The GDPR-maximalist position taken by the Court of Justice of the European Union on international data transfers, in its now-famous Schrems II judgement of July 2020, has created something of a legal minefield in a globalised economy characterised by the interdependence of systems and infrastructure, not to mention Europe’s dependence on American technology. Thus, in its September proposal, the UK Government underlined its “disappointment” with Schrems II and stated its intention to take a “risk-based” approach to data transfers “based more heavily on an assessment of the real-world outcomes of data protection regimes rather than on a largely textual comparison of another country’s legislation with the UK’s legislation.”
For its part, the French data protection regulator recently served notice that it intends to apply the Schrems IIprinciples in practice, issuing an official warning[1] to a website publisher which used Google Analytics. The regulator’s view was that this implied a transfer of personal data to the United States, and that the transfers were “illegal” because the data was insufficiently protected. This followed a French government communication last year stating that the use of Microsoft Office 365 by public sector organisations was incompatible with its “Cloud au centre” doctrine, which holds that messaging and other office tools should be hosted on a cloud service which is protected from non-EU regulations. Elsewhere in Europe, the Lithuanian Deputy Defence Minister has advised citizens not to purchase Chinese smartphones and to “get rid of those already purchased as fast as reasonably possible”[2].
Are decisions and announcements of this kind about digital sovereignty or economical patriotism?
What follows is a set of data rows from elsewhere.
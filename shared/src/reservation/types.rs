//! Shared types for the reservation lifecycle

use serde::{Deserialize, Serialize};

// ============================================================================
// Status
// ============================================================================

/// Reservation status - a closed enumeration
///
/// Legal moves are defined solely by the lifecycle transition table on the
/// server; nothing else may invent a transition. Loose status strings from
/// clients are rejected at the serde boundary.
#[derive(Debug, Clone, Copy, Serialize, Deserialize, PartialEq, Eq, Hash)]
#[serde(rename_all = "SCREAMING_SNAKE_CASE")]
pub enum ReservationStatus {
    /// Created, capacity tentatively held
    Pending,
    /// Confirmed by staff or a trusted source, capacity held
    Confirmed,
    /// Party is at the table
    Seated,
    /// Party left, table released (terminal)
    Completed,
    /// Cancelled before seating (terminal)
    Cancelled,
    /// Party never showed (terminal)
    NoShow,
}

impl ReservationStatus {
    /// Terminal states are immutable except for audit fields
    pub fn is_terminal(&self) -> bool {
        matches!(self, Self::Completed | Self::Cancelled | Self::NoShow)
    }

    /// Statuses that hold table capacity (overlap checks consider only these)
    pub fn holds_capacity(&self) -> bool {
        matches!(self, Self::Pending | Self::Confirmed | Self::Seated)
    }
}

impl std::fmt::Display for ReservationStatus {
    fn fmt(&self, f: &mut std::fmt::Formatter<'_>) -> std::fmt::Result {
        match self {
            Self::Pending => write!(f, "PENDING"),
            Self::Confirmed => write!(f, "CONFIRMED"),
            Self::Seated => write!(f, "SEATED"),
            Self::Completed => write!(f, "COMPLETED"),
            Self::Cancelled => write!(f, "CANCELLED"),
            Self::NoShow => write!(f, "NO_SHOW"),
        }
    }
}

// ============================================================================
// Transition events
// ============================================================================

/// Lifecycle events a caller may request on an existing reservation
#[derive(Debug, Clone, Serialize, Deserialize, PartialEq, Eq)]
#[serde(rename_all = "SCREAMING_SNAKE_CASE")]
pub enum TransitionEvent {
    Confirm,
    Cancel,
    Seat,
    Complete,
    MarkNoShow,
}

impl std::fmt::Display for TransitionEvent {
    fn fmt(&self, f: &mut std::fmt::Formatter<'_>) -> std::fmt::Result {
        match self {
            Self::Confirm => write!(f, "CONFIRM"),
            Self::Cancel => write!(f, "CANCEL"),
            Self::Seat => write!(f, "SEAT"),
            Self::Complete => write!(f, "COMPLETE"),
            Self::MarkNoShow => write!(f, "MARK_NO_SHOW"),
        }
    }
}

// ============================================================================
// Source
// ============================================================================

/// Where the booking request came from
///
/// Trusted sources (staff-entered) skip the `PENDING` stage and start
/// directly in `CONFIRMED`.
#[derive(Debug, Clone, Copy, Serialize, Deserialize, PartialEq, Eq, Default)]
#[serde(rename_all = "SCREAMING_SNAKE_CASE")]
pub enum ReservationSource {
    #[default]
    Online,
    Phone,
    WalkIn,
    Admin,
}

impl ReservationSource {
    /// Staff-entered bookings are trusted and start confirmed
    pub fn is_trusted(&self) -> bool {
        matches!(self, Self::Phone | Self::WalkIn | Self::Admin)
    }
}

// ============================================================================
// Customer
// ============================================================================

/// Customer contact snapshot embedded in the reservation
#[derive(Debug, Clone, Serialize, Deserialize, PartialEq, Eq)]
pub struct Customer {
    pub name: String,
    pub phone: String,
    #[serde(skip_serializing_if = "Option::is_none")]
    pub email: Option<String>,
}

// ============================================================================
// Time slots
// ============================================================================

/// A discrete bookable start time within an open interval
///
/// Computed on demand by quantizing the operating schedule; never persisted.
#[derive(Debug, Clone, Serialize, Deserialize, PartialEq, Eq)]
pub struct TimeSlot {
    /// Clock time in the business timezone, `HH:MM`
    pub time: String,
    /// Absolute start, Unix millis
    pub timestamp_millis: i64,
}
//! 时间工具函数 — 业务时区转换
//!
//! 所有日期/时刻→时间戳转换统一在这里完成，
//! 预订引擎内部只处理 `i64` Unix millis。

use chrono::{NaiveDate, NaiveTime, TimeZone};
use chrono_tz::Tz;

use super::{AppError, AppResult};

/// 解析日期字符串 (YYYY-MM-DD)
pub fn parse_date(date: &str) -> AppResult<NaiveDate> {
    NaiveDate::parse_from_str(date, "%Y-%m-%d")
        .map_err(|_| AppError::validation(format!("Invalid date format: {}", date)))
}

/// 解析时刻字符串 (HH:MM)
pub fn parse_hhmm(time: &str) -> AppResult<NaiveTime> {
    NaiveTime::parse_from_str(time, "%H:%M")
        .map_err(|_| AppError::validation(format!("Invalid time format: {}", time)))
}

/// 日期 + 时刻 → Unix millis (业务时区)
///
/// DST gap fallback: 如果本地时间不存在 (夏令时跳跃)，fallback 到 UTC。
pub fn date_time_to_millis(date: NaiveDate, time: NaiveTime, tz: Tz) -> i64 {
    let naive = date.and_time(time);
    naive
        .and_local_timezone(tz)
        .latest()
        .map(|dt| dt.timestamp_millis())
        .unwrap_or_else(|| naive.and_utc().timestamp_millis())
}

/// Unix millis → 业务时区的 HH:MM 字符串
pub fn millis_to_hhmm(millis: i64, tz: Tz) -> String {
    match tz.timestamp_millis_opt(millis).latest() {
        Some(dt) => dt.format("%H:%M").to_string(),
        None => "??:??".to_string(),
    }
}

/// Unix millis → 业务时区的 YYYY-MM-DD 字符串
pub fn millis_to_date_string(millis: i64, tz: Tz) -> String {
    match tz.timestamp_millis_opt(millis).latest() {
        Some(dt) => dt.format("%Y-%m-%d").to_string(),
        None => String::new(),
    }
}

/// Unix millis → 业务时区的 NaiveDate
pub fn millis_to_date(millis: i64, tz: Tz) -> Option<NaiveDate> {
    tz.timestamp_millis_opt(millis)
        .latest()
        .map(|dt| dt.date_naive())
}

#[cfg(test)]
mod tests {
    use super::*;

    const TZ: Tz = chrono_tz::Europe::Madrid;

    #[test]
    fn date_roundtrip() {
        let date = parse_date("2026-08-27").unwrap();
        let time = parse_hhmm("19:30").unwrap();
        let millis = date_time_to_millis(date, time, TZ);
        assert_eq!(millis_to_hhmm(millis, TZ), "19:30");
        assert_eq!(millis_to_date_string(millis, TZ), "2026-08-27");
    }

    #[test]
    fn rejects_malformed_input() {
        assert!(parse_date("27/08/2026").is_err());
        assert!(parse_hhmm("7pm").is_err());
        assert!(parse_hhmm("25:00").is_err());
    }
}
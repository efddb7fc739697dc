//! Dining Table Model

use serde::{Deserialize, Serialize};

/// Dining table entity (桌台)
///
/// `combinable_with` is an explicit relation: table A may only be merged
/// with table B when each lists the other. The solver never infers
/// adjacency on its own.
#[derive(Debug, Clone, Serialize, Deserialize, PartialEq)]
pub struct DiningTable {
    pub id: i64,
    pub name: String,
    pub zone_id: i64,
    /// Maximum covers this table seats
    pub capacity: i32,
    /// Smallest party worth seating here (avoids burning a 6-top on a duo)
    #[serde(default = "default_min_capacity")]
    pub min_capacity: i32,
    /// Tables this one may be merged with for large parties
    #[serde(default)]
    pub combinable_with: Vec<i64>,
    /// Temporarily unusable (spill, repair) - excluded at seat time
    #[serde(default)]
    pub out_of_service: bool,
    pub is_active: bool,
}

fn default_min_capacity() -> i32 {
    1
}

/// Create dining table payload
#[derive(Debug, Clone, Serialize, Deserialize)]
pub struct DiningTableCreate {
    pub name: String,
    pub zone_id: i64,
    pub capacity: Option<i32>,
    pub min_capacity: Option<i32>,
    pub combinable_with: Option<Vec<i64>>,
}

/// Update dining table payload
#[derive(Debug, Clone, Serialize, Deserialize)]
pub struct DiningTableUpdate {
    pub name: Option<String>,
    pub zone_id: Option<i64>,
    pub capacity: Option<i32>,
    pub min_capacity: Option<i32>,
    pub combinable_with: Option<Vec<i64>>,
    pub out_of_service: Option<bool>,
    pub is_active: Option<bool>,
}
There is a perhaps a certain hypocrisy, or at least wishful thinking, at play: we forbid the use of technology but then carry on using it because there are no alternative solutions.
At the same time, management teams in both private and public sectors are confronted with difficulties including the ongoing legal uncertainty surrounding data transfers, the administrative burden of keeping “data inventories” and the expense of data protection impact assessments. Meanwhile, end-users (in theory, the main beneficiaries of the protective regime installed by GDPR) are asked to consult privacy policies and accept cookie banners which are often incomprehensible to the layman.
On the other hand, it is universally accepted that effective management of data is an essential aspect of organisations’ digital transition, a lever for creating value and innovation and a prerequisite for the development of AI technologies.
Given all the above, perhaps the real question behind strategies of economic intelligence or economic patriotism in Europe is the need to ensure the availability and the usability of data as a raw material for technological progress, while maintaining the protection of personal data as guaranteed (or at least envisaged) by European legislation and case law.
It is therefore perhaps not surprising that the UK is positioning itself as a “global hub for the free and responsible flow of personal data”, inspired by jurisdictions such as Singapore, Australia and Canada, which have “accountability frameworks that are more flexible and risk-based” than GDPR. With this objective in mind, the British government seems ready to risk the UK’s “adequacy” status, granted by the European Commission in June 2021 and amounting to a green light to transfer personal data from the EU to the UK. This status could be reconsidered if the UK does implement the far-reaching reforms announced in September.
In any event, notions of digital sovereignty or autonomy have to some extent been undermined by the intensification of cyber-attacks following the pandemic, the vulnerability of technical infrastructure (for example, the fire at the OVH data centre in Strasbourg in April 2021) and Europe’s continued dependence on US technology. Faced with the sheer intricacy of our interconnected economies, interdependence should be accepted as a built-in feature to be managed accordingly (denial not being a viable option).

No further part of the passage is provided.